The main reason behind Aqasi's appointment was not only due to the shah's fondness and absolute trust in him, but also because of Mohammad Shah's continuation of the early Qajar policy of retaining weak ministers with no autonomous political authority. Aqasi saw this as an advantage, using it in his favour to be able to maintain his office and perform actions while avoiding attention. In 1835/6, Aqasi had successfully eliminated all supporters of Abul-Qasem and replaced them with mainly allies from Azerbaijan.

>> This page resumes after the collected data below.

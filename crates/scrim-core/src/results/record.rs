//! Result records and the tabular result set

use std::fmt;
use std::io::Read;
use std::str::FromStr;

use serde::{Deserialize, Serialize};

use crate::error::{ScrimError, ScrimResult};

/// Columns written for record sets built in memory
pub const DEFAULT_HEADERS: [&str; 3] = ["scenario_id", "score", "challenge_level"];

/// Header names tried, in order, for the scenario identifier
const ID_COLUMNS: [&str; 3] = ["scenario_id", "id", "thread_id"];

/// Outcome classification of a scenario
#[derive(Debug, Clone, Copy, PartialEq, Eq, Hash, Serialize, Deserialize)]
#[serde(rename_all = "snake_case")]
pub enum Score {
    Error,
    Failure,
    Success,
}

impl Score {
    /// Numeric value as written by the engine
    pub fn value(&self) -> i8 {
        match self {
            Score::Error => -1,
            Score::Failure => 0,
            Score::Success => 1,
        }
    }

    pub fn from_value(value: i64) -> Option<Self> {
        match value {
            -1 => Some(Score::Error),
            0 => Some(Score::Failure),
            1 => Some(Score::Success),
            _ => None,
        }
    }

    pub fn label(&self) -> &'static str {
        match self {
            Score::Error => "ERROR",
            Score::Failure => "FAIL",
            Score::Success => "PASS",
        }
    }
}

/// Which scores a filtered view keeps
#[derive(Debug, Clone, Copy, PartialEq, Eq, Default, Serialize, Deserialize)]
#[serde(rename_all = "snake_case")]
pub enum ScoreFilter {
    #[default]
    All,
    Success,
    Failure,
    Error,
}

impl ScoreFilter {
    pub fn matches(&self, score: Score) -> bool {
        match self {
            ScoreFilter::All => true,
            ScoreFilter::Success => score == Score::Success,
            ScoreFilter::Failure => score == Score::Failure,
            ScoreFilter::Error => score == Score::Error,
        }
    }
}

impl FromStr for ScoreFilter {
    type Err = String;

    fn from_str(s: &str) -> Result<Self, Self::Err> {
        match s.to_lowercase().as_str() {
            "all" => Ok(ScoreFilter::All),
            "success" | "pass" => Ok(ScoreFilter::Success),
            "failure" | "fail" => Ok(ScoreFilter::Failure),
            "error" => Ok(ScoreFilter::Error),
            other => Err(format!("unknown score filter '{}'", other)),
        }
    }
}

impl fmt::Display for ScoreFilter {
    fn fmt(&self, f: &mut fmt::Formatter<'_>) -> fmt::Result {
        let name = match self {
            ScoreFilter::All => "all",
            ScoreFilter::Success => "success",
            ScoreFilter::Failure => "failure",
            ScoreFilter::Error => "error",
        };
        f.write_str(name)
    }
}

/// One evaluated scenario.
///
/// Keeps the raw row so an export reproduces the source table column for column.
#[derive(Debug, Clone, PartialEq, Eq)]
pub struct ResultRecord {
    scenario_id: String,
    score: Score,
    challenge_level: i64,
    fields: Vec<String>,
}

impl ResultRecord {
    /// Record laid out in [`DEFAULT_HEADERS`] order
    pub fn new(scenario_id: impl Into<String>, score: Score, challenge_level: i64) -> Self {
        let scenario_id = scenario_id.into();
        let fields = vec![
            scenario_id.clone(),
            score.value().to_string(),
            challenge_level.to_string(),
        ];
        Self {
            scenario_id,
            score,
            challenge_level,
            fields,
        }
    }

    pub fn scenario_id(&self) -> &str {
        &self.scenario_id
    }

    pub fn score(&self) -> Score {
        self.score
    }

    pub fn challenge_level(&self) -> i64 {
        self.challenge_level
    }

    /// Raw cells in source column order
    pub fn fields(&self) -> &[String] {
        &self.fields
    }
}

/// Column positions resolved from a header row
struct Columns {
    score: usize,
    challenge_level: usize,
    scenario_id: Option<usize>,
}

impl Columns {
    fn resolve(headers: &[String]) -> ScrimResult<Self> {
        let position = |name: &str| headers.iter().position(|h| h.trim() == name);

        let score = position("score")
            .ok_or_else(|| ScrimError::malformed("missing column 'score'"))?;
        let challenge_level = position("challenge_level")
            .ok_or_else(|| ScrimError::malformed("missing column 'challenge_level'"))?;

        // Dataframe exports put an unnamed index column first
        let scenario_id = ID_COLUMNS.iter().find_map(|name| position(name)).or_else(|| {
            headers
                .first()
                .filter(|h| h.trim().is_empty() || h.starts_with("Unnamed"))
                .map(|_| 0)
        });

        Ok(Self {
            score,
            challenge_level,
            scenario_id,
        })
    }
}

/// A parsed result table
#[derive(Debug, Clone, PartialEq, Eq)]
pub struct ResultSet {
    headers: Vec<String>,
    records: Vec<ResultRecord>,
}

impl ResultSet {
    /// Build from in-memory records using the default column layout
    pub fn from_records(records: Vec<ResultRecord>) -> Self {
        Self {
            headers: DEFAULT_HEADERS.iter().map(|h| h.to_string()).collect(),
            records,
        }
    }

    /// Parse comma-separated text with a header row
    pub fn from_csv(text: &str) -> ScrimResult<Self> {
        Self::from_reader(text.as_bytes())
    }

    pub fn from_reader<R: Read>(reader: R) -> ScrimResult<Self> {
        let mut reader = csv::ReaderBuilder::new()
            .has_headers(true)
            .from_reader(reader);

        let headers: Vec<String> = reader
            .headers()
            .map_err(|e| ScrimError::malformed(format!("cannot read header row: {}", e)))?
            .iter()
            .map(str::to_string)
            .collect();
        let columns = Columns::resolve(&headers)?;

        let mut records = Vec::new();
        for (index, row) in reader.records().enumerate() {
            let row_number = index + 1;
            let row = row.map_err(|e| ScrimError::malformed(format!("row {}: {}", row_number, e)))?;
            let fields: Vec<String> = row.iter().map(str::to_string).collect();

            let score_cell = &fields[columns.score];
            let score = parse_integral(score_cell)
                .and_then(Score::from_value)
                .ok_or_else(|| {
                    ScrimError::malformed(format!(
                        "row {}: invalid score '{}'",
                        row_number, score_cell
                    ))
                })?;

            let level_cell = &fields[columns.challenge_level];
            let challenge_level = parse_integral(level_cell).ok_or_else(|| {
                ScrimError::malformed(format!(
                    "row {}: invalid challenge_level '{}'",
                    row_number, level_cell
                ))
            })?;

            let scenario_id = match columns.scenario_id {
                Some(idx) => fields[idx].clone(),
                None => row_number.to_string(),
            };

            records.push(ResultRecord {
                scenario_id,
                score,
                challenge_level,
                fields,
            });
        }

        Ok(Self { headers, records })
    }

    pub fn headers(&self) -> &[String] {
        &self.headers
    }

    pub fn records(&self) -> &[ResultRecord] {
        &self.records
    }

    pub fn len(&self) -> usize {
        self.records.len()
    }

    pub fn is_empty(&self) -> bool {
        self.records.is_empty()
    }

    /// Lowest and highest challenge level present
    pub fn challenge_range(&self) -> Option<(i64, i64)> {
        let levels = self.records.iter().map(|r| r.challenge_level);
        Some((levels.clone().min()?, levels.max()?))
    }

    /// Records matching the score filter with challenge level at least `min_challenge`
    pub fn filter(&self, score_filter: ScoreFilter, min_challenge: i64) -> ResultSet {
        let records = self
            .records
            .iter()
            .filter(|r| score_filter.matches(r.score) && r.challenge_level >= min_challenge)
            .cloned()
            .collect();
        Self {
            headers: self.headers.clone(),
            records,
        }
    }

    /// Comma-separated text with a header row, in source column order
    pub fn to_export(&self) -> ScrimResult<String> {
        let mut writer = csv::WriterBuilder::new()
            .terminator(csv::Terminator::Any(b'\n'))
            .from_writer(Vec::new());

        writer
            .write_record(&self.headers)
            .map_err(|e| ScrimError::io(format!("Failed to write CSV header: {}", e)))?;
        for record in &self.records {
            writer
                .write_record(&record.fields)
                .map_err(|e| ScrimError::io(format!("Failed to write CSV row: {}", e)))?;
        }

        let bytes = writer
            .into_inner()
            .map_err(|e| ScrimError::io(format!("Failed to flush CSV: {}", e)))?;
        String::from_utf8(bytes).map_err(|e| ScrimError::io(format!("CSV is not UTF-8: {}", e)))
    }
}

/// Integer cell, accepting integral floats such as `1.0`
fn parse_integral(cell: &str) -> Option<i64> {
    let cell = cell.trim();
    if let Ok(value) = cell.parse::<i64>() {
        return Some(value);
    }
    let value = cell.parse::<f64>().ok()?;
    if value.is_finite() && value.fract() == 0.0 {
        Some(value as i64)
    } else {
        None
    }
}
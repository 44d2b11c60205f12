//! Locating and loading engine output

use std::fs;
use std::path::{Path, PathBuf};

use chrono::{DateTime, Local};
use tracing::debug;

use super::record::ResultSet;
use crate::error::{ScrimError, ScrimResult};

/// Directory under an output root holding one subdirectory per experiment
pub const EXPERIMENTS_DIR: &str = "experiments";

/// Result table inside an experiment directory
pub const RESULTS_FILE: &str = "results.csv";

/// Configuration snapshot the engine leaves next to its results
pub const EXPERIMENT_CONFIG_FILE: &str = "config.yaml";

/// One completed engine invocation
#[derive(Debug, Clone, PartialEq, Eq)]
pub struct Experiment {
    pub id: String,
    pub path: PathBuf,
}

impl Experiment {
    pub fn results_file(&self) -> PathBuf {
        self.path.join(RESULTS_FILE)
    }

    /// Snapshot path, if the engine wrote one
    pub fn config_snapshot(&self) -> Option<PathBuf> {
        let path = self.path.join(EXPERIMENT_CONFIG_FILE);
        path.is_file().then_some(path)
    }
}

/// Reads result sets from an output root
pub struct ResultsAggregator;

impl ResultsAggregator {
    /// Most recent experiment under `output_path/experiments/`.
    ///
    /// Experiment directories are named by timestamp, so the lexicographically
    /// last name is the newest.
    pub fn latest_experiment(output_path: &Path) -> ScrimResult<Experiment> {
        let experiments_dir = output_path.join(EXPERIMENTS_DIR);
        let entries = fs::read_dir(&experiments_dir).map_err(|e| {
            ScrimError::results_not_found(format!(
                "cannot read {}: {}",
                experiments_dir.display(),
                e
            ))
        })?;

        let latest = entries
            .filter_map(|entry| entry.ok())
            .filter(|entry| entry.file_type().map(|t| t.is_dir()).unwrap_or(false))
            .filter_map(|entry| entry.file_name().into_string().ok())
            .max()
            .ok_or_else(|| {
                ScrimError::results_not_found(format!(
                    "no experiment found under {}",
                    experiments_dir.display()
                ))
            })?;

        debug!(experiment = %latest, "Selected latest experiment");
        Ok(Experiment {
            path: experiments_dir.join(&latest),
            id: latest,
        })
    }

    /// Result set of the latest experiment under `output_path`
    pub fn load(output_path: &Path) -> ScrimResult<ResultSet> {
        let experiment = Self::latest_experiment(output_path)?;
        Self::load_experiment(&experiment)
    }

    pub fn load_experiment(experiment: &Experiment) -> ScrimResult<ResultSet> {
        let results_file = experiment.results_file();
        if !results_file.is_file() {
            return Err(ScrimError::results_not_found(format!(
                "experiment '{}' has no {}",
                experiment.id, RESULTS_FILE
            )));
        }

        let file = fs::File::open(&results_file)?;
        let set = ResultSet::from_reader(file)?;
        debug!(
            experiment = %experiment.id,
            records = set.len(),
            "Loaded result set"
        );
        Ok(set)
    }
}

/// Download name for an exported result table
pub fn export_file_name(now: DateTime<Local>) -> String {
    format!("evaluation_results_{}.csv", now.format("%Y%m%d_%H%M%S"))
}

Aqasi initiated Mohammad Shah into Sufi mysticism, and the two men "came to be known as two 'dervishes'." While he has often been criticised for contributing to the disasters of the reign, it is possible that he was attempting to use Sufism as a weapon against the growing hold of the official representatives of religion, the mullahs, who were opposing both modernisation and foreign influence. In foreign affairs, he managed to "prevent Iran disintegrating either into autonomous principalities or appanages of Russia, and Britain," and internally he "revived the cultivation of the mulberry tree in the Kerman region, to feed silkworms; and he envisaged the diversion of the waters of the River Karaj for Tehran's water-supply." The failure of Aqasi's countrymen to praise him for his enterprise was partly no doubt due to an equally shrewd appreciation on their part that new economic alignments emerging during his period as Prime Minister were not destined to enrich the people, but only to make a rapacious aristocracy more powerful, while the situation of the cultivator became little better than slavery.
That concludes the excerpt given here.